#### TRY IT:
Starting at the first line of the data below, retype every line up to and including the one containing "fn from_cell(cell: Option<&Cell>)".

(Extracted data entries)

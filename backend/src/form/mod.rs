//! Form draft seeded from a prior record.
//!
//! Choice fields in the history table were typed by hand over the years
//! (`en_proceso`, `EMITIDO`, `Revision DNCP`...). [`FormDraft::from_record`]
//! maps them leniently onto the labels the form offers, falling back to the
//! form defaults, so the latest record can seed a new one.

use chrono::NaiveDate;
use serde::{Deserialize, Serialize};

use crate::models::{Cell, Field, Record};
use crate::schema::normalize;

/// A closed set of labels offered by a form select.
pub trait Choice: Sized + Copy + Default + 'static {
    const ALL: &'static [Self];

    /// Label as written to the table.
    fn label(self) -> &'static str;

    /// Extra spellings accepted besides the label itself.
    fn aliases(self) -> &'static [&'static str] {
        &[]
    }

    /// Match `raw` ignoring case, accents, spacing and underscores.
    fn parse_lenient(raw: &str) -> Option<Self> {
        let key = normalize(raw);
        if key.is_empty() {
            return None;
        }
        Self::ALL.iter().copied().find(|choice| {
            normalize(choice.label()) == key || choice.aliases().iter().any(|a| normalize(a) == key)
        })
    }

    /// [`Choice::parse_lenient`] over a cell, with the default on no match.
    fn from_cell(cell: Option<&Cell>) -> Self {
        cell.and_then(|c| Self::parse_lenient(&c.trimmed())).unwrap_or_default()
    }
}

macro_rules! choice_serde {
    ($ty:ty) => {
        impl Serialize for $ty {
            fn serialize<S: serde::Serializer>(&self, serializer: S) -> Result<S::Ok, S::Error> {
                serializer.serialize_str(self.label())
            }
        }

        impl<'de> Deserialize<'de> for $ty {
            fn deserialize<D: serde::Deserializer<'de>>(deserializer: D) -> Result<Self, D::Error> {
                let raw = String::deserialize(deserializer)?;
                <$ty>::parse_lenient(&raw)
                    .ok_or_else(|| serde::de::Error::custom(format!("unknown option '{raw}'")))
            }
        }
    };
}

#[derive(Debug, Clone, Copy, PartialEq, Eq, Default)]
pub enum Estado {
    #[default]
    EnProceso,
    Emitido,
}

impl Choice for Estado {
    const ALL: &'static [Self] = &[Self::EnProceso, Self::Emitido];

    fn label(self) -> &'static str {
        match self {
            Self::EnProceso => "En proceso",
            Self::Emitido => "Emitido",
        }
    }

    fn aliases(self) -> &'static [&'static str] {
        match self {
            Self::EnProceso => &["proceso"],
            Self::Emitido => &[],
        }
    }
}

#[derive(Debug, Clone, Copy, PartialEq, Eq, Default)]
pub enum Vigencia {
    #[default]
    Si,
    No,
}

impl Choice for Vigencia {
    const ALL: &'static [Self] = &[Self::Si, Self::No];

    fn label(self) -> &'static str {
        match self {
            Self::Si => "Sí",
            Self::No => "No",
        }
    }
}

#[derive(Debug, Clone, Copy, PartialEq, Eq, Default)]
pub enum TipoPei {
    #[default]
    Formulado,
    Ampliado,
    Actualizado,
}

impl Choice for TipoPei {
    const ALL: &'static [Self] = &[Self::Formulado, Self::Ampliado, Self::Actualizado];

    fn label(self) -> &'static str {
        match self {
            Self::Formulado => "Formulado",
            Self::Ampliado => "Ampliado",
            Self::Actualizado => "Actualizado",
        }
    }
}

/// Review stage of a PEI.
#[derive(Debug, Clone, Copy, PartialEq, Eq, Default)]
pub enum EtapaRevision {
    #[default]
    ItEmitido,
    ParaEmisionIt,
    RevisionDncp,
    RevisionDnse,
    RevisionDnpe,
    SubsanacionPliego,
}

impl Choice for EtapaRevision {
    const ALL: &'static [Self] = &[
        Self::ItEmitido,
        Self::ParaEmisionIt,
        Self::RevisionDncp,
        Self::RevisionDnse,
        Self::RevisionDnpe,
        Self::SubsanacionPliego,
    ];

    fn label(self) -> &'static str {
        match self {
            Self::ItEmitido => "IT Emitido",
            Self::ParaEmisionIt => "Para emisión de IT",
            Self::RevisionDncp => "Revisión DNCP",
            Self::RevisionDnse => "Revisión DNSE",
            Self::RevisionDnpe => "Revisión DNPE",
            Self::SubsanacionPliego => "Subsanación del pliego",
        }
    }
}

choice_serde!(Estado);
choice_serde!(Vigencia);
choice_serde!(TipoPei);
choice_serde!(EtapaRevision);

/// Articulation plans a unit can align to, by government level.
pub fn articulation_options(nivel_gobierno: &str) -> &'static [&'static str] {
    match nivel_gobierno.trim() {
        "Gobierno regional" => &["PEDN 2050", "PDRC"],
        "Gobierno nacional" => &["PEDN 2050", "PESEM NO vigente", "PESEM vigente"],
        "Municipalidad distrital" | "Municipalidad provincial" => {
            &["PEDN 2050", "PDRC", "PDLC Provincial", "PDLC Distrital"]
        }
        _ => &[],
    }
}

/// Editable part of a history record, with the form's defaults.
#[derive(Debug, Clone, PartialEq, Default, Serialize, Deserialize)]
#[serde(default)]
pub struct FormDraft {
    pub tipo_pei: TipoPei,
    pub etapa_revision: EtapaRevision,
    pub fecha_recepcion: Option<NaiveDate>,
    pub articulacion: String,
    pub fecha_derivacion: Option<NaiveDate>,
    pub periodo: String,
    pub cantidad_revisiones: u32,
    pub comentario: String,
    pub vigencia: Vigencia,
    pub estado: Estado,
    pub expediente: String,
    pub fecha_it: Option<NaiveDate>,
    pub numero_it: String,
    pub fecha_oficio: Option<NaiveDate>,
    pub numero_oficio: String,
}

impl FormDraft {
    /// Seed a draft from an existing record. Unreadable values fall back to
    /// the defaults.
    pub fn from_record(record: &Record) -> Self {
        let date = |field| record.get(field).and_then(|c| c.as_date().parsed());

        Self {
            tipo_pei: TipoPei::from_cell(record.get(Field::TipoPei)),
            etapa_revision: EtapaRevision::from_cell(record.get(Field::EtapaRevision)),
            fecha_recepcion: date(Field::FechaRecepcion),
            articulacion: record.text(Field::Articulacion),
            fecha_derivacion: date(Field::FechaDerivacion),
            periodo: record.text(Field::Periodo),
            cantidad_revisiones: record.get(Field::CantidadRevisiones).map_or(0, count),
            comentario: record.text(Field::Comentario),
            vigencia: Vigencia::from_cell(record.get(Field::Vigencia)),
            estado: Estado::from_cell(record.get(Field::Estado)),
            expediente: record.text(Field::Expediente),
            fecha_it: date(Field::FechaIt),
            numero_it: record.text(Field::NumeroIt),
            fecha_oficio: date(Field::FechaOficio),
            numero_oficio: record.text(Field::NumeroOficio),
        }
    }
}

fn count(cell: &Cell) -> u32 {
    match cell {
        Cell::Number(n) if n.is_finite() && *n >= 0.0 && n.fract() == 0.0 => *n as u32,
        Cell::Text(s) => s.trim().parse().unwrap_or(0),
        _ => 0,
    }
}

#[cfg(test)]
mod tests {
    use super::*;

    #[test]
    fn test_lenient_choices() {
        assert_eq!(Estado::parse_lenient("en_proceso"), Some(Estado::EnProceso));
        assert_eq!(Estado::parse_lenient("  EMITIDO "), Some(Estado::Emitido));
        assert_eq!(Estado::parse_lenient("proceso"), Some(Estado::EnProceso));
        assert_eq!(Vigencia::parse_lenient("si"), Some(Vigencia::Si));
        assert_eq!(EtapaRevision::parse_lenient("revision  dncp"), Some(EtapaRevision::RevisionDncp));
        assert_eq!(
            EtapaRevision::parse_lenient("Subsanacion del pliego"),
            Some(EtapaRevision::SubsanacionPliego)
        );
        assert_eq!(TipoPei::parse_lenient("otro"), None);
    }

    #[test]
    fn test_from_record_with_defaults() {
        let record = Record::new()
            .with(Field::Estado, "en_proceso")
            .with(Field::Vigencia, "NO")
            .with(Field::TipoPei, "desconocido")
            .with(Field::FechaRecepcion, "15/03/2024")
            .with(Field::FechaIt, "None")
            .with(Field::CantidadRevisiones, 3.0)
            .with(Field::Periodo, " 2025-2027 ");

        let draft = FormDraft::from_record(&record);
        assert_eq!(draft.estado, Estado::EnProceso);
        assert_eq!(draft.vigencia, Vigencia::No);
        assert_eq!(draft.tipo_pei, TipoPei::Formulado);
        assert_eq!(draft.etapa_revision, EtapaRevision::ItEmitido);
        assert_eq!(draft.fecha_recepcion, NaiveDate::from_ymd_opt(2024, 3, 15));
        assert_eq!(draft.fecha_it, None);
        assert_eq!(draft.cantidad_revisiones, 3);
        assert_eq!(draft.periodo, "2025-2027");
    }

    #[test]
    fn test_serde_labels() {
        let json = serde_json::to_value(FormDraft::default()).unwrap();
        assert_eq!(json["etapa_revision"], "IT Emitido");
        let back: FormDraft = serde_json::from_value(serde_json::json!({
            "estado": "emitido",
            "periodo": "2025-2027"
        }))
        .unwrap();
        assert_eq!(back.estado, Estado::Emitido);
        assert_eq!(back.tipo_pei, TipoPei::Formulado);
    }

    #[test]
    fn test_articulation_by_level() {
        assert_eq!(articulation_options("Gobierno regional"), ["PEDN 2050", "PDRC"]);
        assert_eq!(articulation_options("Municipalidad provincial").len(), 4);
        assert!(articulation_options("Otro").is_empty());
    }
}
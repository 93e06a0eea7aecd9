//! Domain models for the record-keeping core.
//!
//! - [`Cell`] - Typed spreadsheet value
//! - [`Coercion`] - Tagged best-effort conversion result
//! - [`Field`] - Recognized internal field names
//! - [`FieldName`] - A recognized field or an extra, forward-compatible name
//! - [`Record`] - One entity/event keyed by internal field names
//! - [`RemoteTable`] - Headers plus rows, as read from the store

pub mod cell;

use serde::{Deserialize, Serialize, Serializer};
use std::collections::BTreeMap;
use std::fmt;

use crate::schema::normalize;

pub use cell::{Cell, Coercion};

// =============================================================================
// Field
// =============================================================================

/// Internal stable field names known to the application.
#[derive(Debug, Clone, Copy, PartialEq, Eq, Hash, PartialOrd, Ord)]
pub enum Field {
    /// Identifying field (executing-unit code).
    Codigo,
    Nombre,
    Anio,
    Ng1,
    Ng2,
    FechaRecepcion,
    Periodo,
    Vigencia,
    TipoPei,
    Estado,
    ResponsableInstitucional,
    CantidadRevisiones,
    FechaDerivacion,
    EtapaRevision,
    Comentario,
    Articulacion,
    Expediente,
    FechaIt,
    NumeroIt,
    FechaOficio,
    NumeroOficio,
    IdSector,
    NombreSector,
    IdPliego,
    NombrePliego,
    IdDepartamento,
    NombreDepartamento,
    IdProvincia,
    NombreProvincia,
    Id4Distrito,
    NombreDistrito,
    /// Durable per-row update key.
    IdRegistro,
    LastUpdated,
    UpdatedBy,
}

impl Field {
    pub const ALL: [Field; 34] = [
        Field::Codigo,
        Field::Nombre,
        Field::Anio,
        Field::Ng1,
        Field::Ng2,
        Field::FechaRecepcion,
        Field::Periodo,
        Field::Vigencia,
        Field::TipoPei,
        Field::Estado,
        Field::ResponsableInstitucional,
        Field::CantidadRevisiones,
        Field::FechaDerivacion,
        Field::EtapaRevision,
        Field::Comentario,
        Field::Articulacion,
        Field::Expediente,
        Field::FechaIt,
        Field::NumeroIt,
        Field::FechaOficio,
        Field::NumeroOficio,
        Field::IdSector,
        Field::NombreSector,
        Field::IdPliego,
        Field::NombrePliego,
        Field::IdDepartamento,
        Field::NombreDepartamento,
        Field::IdProvincia,
        Field::NombreProvincia,
        Field::Id4Distrito,
        Field::NombreDistrito,
        Field::IdRegistro,
        Field::LastUpdated,
        Field::UpdatedBy,
    ];

    /// Canonical internal name.
    pub fn name(self) -> &'static str {
        match self {
            Self::Codigo => "codigo",
            Self::Nombre => "nombre",
            Self::Anio => "anio",
            Self::Ng1 => "ng1",
            Self::Ng2 => "ng2",
            Self::FechaRecepcion => "fecha_recepcion",
            Self::Periodo => "periodo",
            Self::Vigencia => "vigencia",
            Self::TipoPei => "tipo_pei",
            Self::Estado => "estado",
            Self::ResponsableInstitucional => "responsable_institucional",
            Self::CantidadRevisiones => "cantidad_revisiones",
            Self::FechaDerivacion => "fecha_derivacion",
            Self::EtapaRevision => "etapa_revision",
            Self::Comentario => "comentario",
            Self::Articulacion => "articulacion",
            Self::Expediente => "expediente",
            Self::FechaIt => "fecha_it",
            Self::NumeroIt => "numero_it",
            Self::FechaOficio => "fecha_oficio",
            Self::NumeroOficio => "numero_oficio",
            Self::IdSector => "id_sector",
            Self::NombreSector => "nombre_sector",
            Self::IdPliego => "id_pliego",
            Self::NombrePliego => "nombre_pliego",
            Self::IdDepartamento => "id_departamento",
            Self::NombreDepartamento => "nombre_departamento",
            Self::IdProvincia => "id_provincia",
            Self::NombreProvincia => "nombre_provincia",
            Self::Id4Distrito => "id_4distrito",
            Self::NombreDistrito => "nombre_distrito",
            Self::IdRegistro => "id_registro",
            Self::LastUpdated => "last_updated",
            Self::UpdatedBy => "updated_by",
        }
    }

    /// Look a field up by any accepted internal spelling.
    ///
    /// The input is normalized first, so `"año"`, `"Anio"` and `"anio"`
    /// all land on [`Field::Anio`].
    pub fn from_name(raw: &str) -> Option<Self> {
        let key = normalize(raw);
        if key == "ano" {
            return Some(Self::Anio);
        }
        Self::ALL.iter().copied().find(|f| f.name() == key)
    }
}

impl fmt::Display for Field {
    fn fmt(&self, f: &mut fmt::Formatter<'_>) -> fmt::Result {
        f.write_str(self.name())
    }
}

// =============================================================================
// FieldName
// =============================================================================

/// A recognized field, or an extra name kept for forward compatibility.
///
/// Extras hold the normalized spelling.
#[derive(Debug, Clone, PartialEq, Eq, Hash, PartialOrd, Ord)]
pub enum FieldName {
    Known(Field),
    Extra(String),
}

impl FieldName {
    pub fn parse(raw: &str) -> Self {
        match Field::from_name(raw) {
            Some(field) => Self::Known(field),
            None => Self::Extra(normalize(raw)),
        }
    }

    pub fn as_str(&self) -> &str {
        match self {
            Self::Known(field) => field.name(),
            Self::Extra(name) => name,
        }
    }

    pub fn field(&self) -> Option<Field> {
        match self {
            Self::Known(field) => Some(*field),
            Self::Extra(_) => None,
        }
    }
}

impl fmt::Display for FieldName {
    fn fmt(&self, f: &mut fmt::Formatter<'_>) -> fmt::Result {
        f.write_str(self.as_str())
    }
}

impl Serialize for FieldName {
    fn serialize<S: Serializer>(&self, serializer: S) -> Result<S::Ok, S::Error> {
        serializer.serialize_str(self.as_str())
    }
}

impl From<Field> for FieldName {
    fn from(field: Field) -> Self {
        Self::Known(field)
    }
}

impl From<&str> for FieldName {
    fn from(raw: &str) -> Self {
        Self::parse(raw)
    }
}

// =============================================================================
// Record
// =============================================================================

/// One logical entity/event in internal field names.
///
/// Records are values: builders take `self` and return a new record, and
/// [`Record::merged`] produces a fresh record instead of editing in place.
#[derive(Debug, Clone, PartialEq, Default, Serialize, Deserialize)]
#[serde(from = "BTreeMap<String, Cell>", into = "BTreeMap<String, Cell>")]
pub struct Record {
    values: BTreeMap<FieldName, Cell>,
}

impl Record {
    pub fn new() -> Self {
        Self::default()
    }

    /// Return a copy with `name` set to `value`.
    pub fn with(mut self, name: impl Into<FieldName>, value: impl Into<Cell>) -> Self {
        self.values.insert(name.into(), value.into());
        self
    }

    /// Return a copy without `name`.
    pub fn without(mut self, name: impl Into<FieldName>) -> Self {
        self.values.remove(&name.into());
        self
    }

    pub fn get(&self, field: Field) -> Option<&Cell> {
        self.values.get(&FieldName::Known(field))
    }

    pub fn get_name(&self, name: &FieldName) -> Option<&Cell> {
        self.values.get(name)
    }

    /// Trimmed display value, empty when absent.
    pub fn text(&self, field: Field) -> String {
        self.get(field).map(Cell::trimmed).unwrap_or_default()
    }

    /// Absent, empty, or whitespace only.
    pub fn is_blank(&self, field: Field) -> bool {
        self.get(field).map_or(true, Cell::is_blank)
    }

    pub fn contains(&self, name: &FieldName) -> bool {
        self.values.contains_key(name)
    }

    pub fn iter(&self) -> impl Iterator<Item = (&FieldName, &Cell)> {
        self.values.iter()
    }

    /// Entries whose names are not recognized fields.
    pub fn extras(&self) -> impl Iterator<Item = (&str, &Cell)> {
        self.values.iter().filter_map(|(name, cell)| match name {
            FieldName::Extra(extra) => Some((extra.as_str(), cell)),
            FieldName::Known(_) => None,
        })
    }

    pub fn len(&self) -> usize {
        self.values.len()
    }

    pub fn is_empty(&self) -> bool {
        self.values.is_empty()
    }

    /// New record with `updates` laid over this one.
    pub fn merged(&self, updates: &Record) -> Record {
        let mut values = self.values.clone();
        for (name, cell) in &updates.values {
            values.insert(name.clone(), cell.clone());
        }
        Record { values }
    }
}

impl From<BTreeMap<String, Cell>> for Record {
    fn from(map: BTreeMap<String, Cell>) -> Self {
        let values = map
            .into_iter()
            .map(|(name, cell)| (FieldName::parse(&name), cell))
            .filter(|(name, _)| !name.as_str().is_empty())
            .collect();
        Record { values }
    }
}

impl From<Record> for BTreeMap<String, Cell> {
    fn from(record: Record) -> Self {
        record
            .values
            .into_iter()
            .map(|(name, cell)| (name.as_str().to_string(), cell))
            .collect()
    }
}

impl FromIterator<(FieldName, Cell)> for Record {
    fn from_iter<I: IntoIterator<Item = (FieldName, Cell)>>(iter: I) -> Self {
        Record {
            values: iter.into_iter().collect(),
        }
    }
}

// =============================================================================
// RemoteTable
// =============================================================================

/// Ordered headers plus rows, each row padded or cut to the header width.
#[derive(Debug, Clone, PartialEq, Default, Serialize, Deserialize)]
pub struct RemoteTable {
    pub headers: Vec<String>,
    #[serde(default)]
    pub rows: Vec<Vec<Cell>>,
}

impl RemoteTable {
    pub fn new(headers: Vec<String>, rows: Vec<Vec<Cell>>) -> Self {
        let width = headers.len();
        let rows = rows.iter().map(|row| fit_row(row, width)).collect();
        Self { headers, rows }
    }

    pub fn width(&self) -> usize {
        self.headers.len()
    }
}

/// Copy of `row` right-padded with empty cells (or cut) to `width`.
pub fn fit_row(row: &[Cell], width: usize) -> Vec<Cell> {
    let mut fitted: Vec<Cell> = row.iter().take(width).cloned().collect();
    fitted.resize(width, Cell::Empty);
    fitted
}

#[cfg(test)]
mod tests {
    use super::*;
    use serde_json::json;

    #[test]
    fn test_field_names_are_normalized_forms() {
        for field in Field::ALL {
            assert_eq!(normalize(field.name()), field.name());
            assert_eq!(Field::from_name(field.name()), Some(field));
        }
    }

    #[test]
    fn test_year_spellings() {
        assert_eq!(Field::from_name("año"), Some(Field::Anio));
        assert_eq!(Field::from_name("Anio"), Some(Field::Anio));
        assert_eq!(Field::from_name("desconocido"), None);
    }

    #[test]
    fn test_field_name_extra_bucket() {
        assert_eq!(FieldName::parse("Estado "), FieldName::Known(Field::Estado));
        assert_eq!(
            FieldName::parse("Observación"),
            FieldName::Extra("observacion".into())
        );
    }

    #[test]
    fn test_record_merge_is_non_destructive() {
        let prior = Record::new()
            .with(Field::Codigo, "123")
            .with(Field::Estado, "En proceso");
        let updates = Record::new().with(Field::Estado, "Emitido");

        let merged = prior.merged(&updates);
        assert_eq!(merged.text(Field::Estado), "Emitido");
        assert_eq!(merged.text(Field::Codigo), "123");
        assert_eq!(prior.text(Field::Estado), "En proceso");
    }

    #[test]
    fn test_record_from_form_json() {
        let record: Record = serde_json::from_value(json!({
            "codigo": "123",
            "año": "2025",
            "cantidad_revisiones": 2,
            "observacion": "nota",
            "fecha_it": null
        }))
        .unwrap();

        assert_eq!(record.text(Field::Anio), "2025");
        assert_eq!(record.get(Field::CantidadRevisiones), Some(&Cell::Number(2.0)));
        assert_eq!(record.get(Field::FechaIt), Some(&Cell::Empty));
        assert_eq!(record.extras().collect::<Vec<_>>(), vec![("observacion", &Cell::text("nota"))]);
    }

    #[test]
    fn test_remote_table_pads_short_rows() {
        let table = RemoteTable::new(
            vec!["A".into(), "B".into(), "C".into()],
            vec![vec![Cell::text("1")], vec![Cell::text("1"), Cell::text("2"), Cell::text("3"), Cell::text("4")]],
        );
        assert_eq!(table.rows[0], vec![Cell::text("1"), Cell::Empty, Cell::Empty]);
        assert_eq!(table.rows[1].len(), 3);
    }
}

#### OUTPUT FOR THIS TASK:
filename backend/src/form/mod.rs
//! Form draft seeded from a prior record.
//!
//! Choice fields in the history table were typed by hand over the years
//! (`en_proceso`, `EMITIDO`, `Revision DNCP`...). [`FormDraft::from_record`]
//! maps them leniently onto the labels the form offers, falling back to the
//! form defaults, so the latest record can seed a new one.

use chrono::NaiveDate;
use serde::{Deserialize, Serialize};

use crate::models::{Cell, Field, Record};
use crate::schema::normalize;

/// A closed set of labels offered by a form select.
pub trait Choice: Sized + Copy + Default + 'static {
    const ALL: &'static [Self];

    /// Label as written to the table.
    fn label(self) -> &'static str;

    /// Extra spellings accepted besides the label itself.
    fn aliases(self) -> &'static [&'static str] {
        &[]
    }

    /// Match `raw` ignoring case, accents, spacing and underscores.
    fn parse_lenient(raw: &str) -> Option<Self> {
        let key = normalize(raw);
        if key.is_empty() {
            return None;
        }
        Self::ALL.iter().copied().find(|choice| {
            normalize(choice.label()) == key || choice.aliases().iter().any(|a| normalize(a) == key)
        })
    }

    /// [`Choice::parse_lenient`] over a cell, with the default on no match.
    fn from_cell(cell: Option<&Cell>) -> Self {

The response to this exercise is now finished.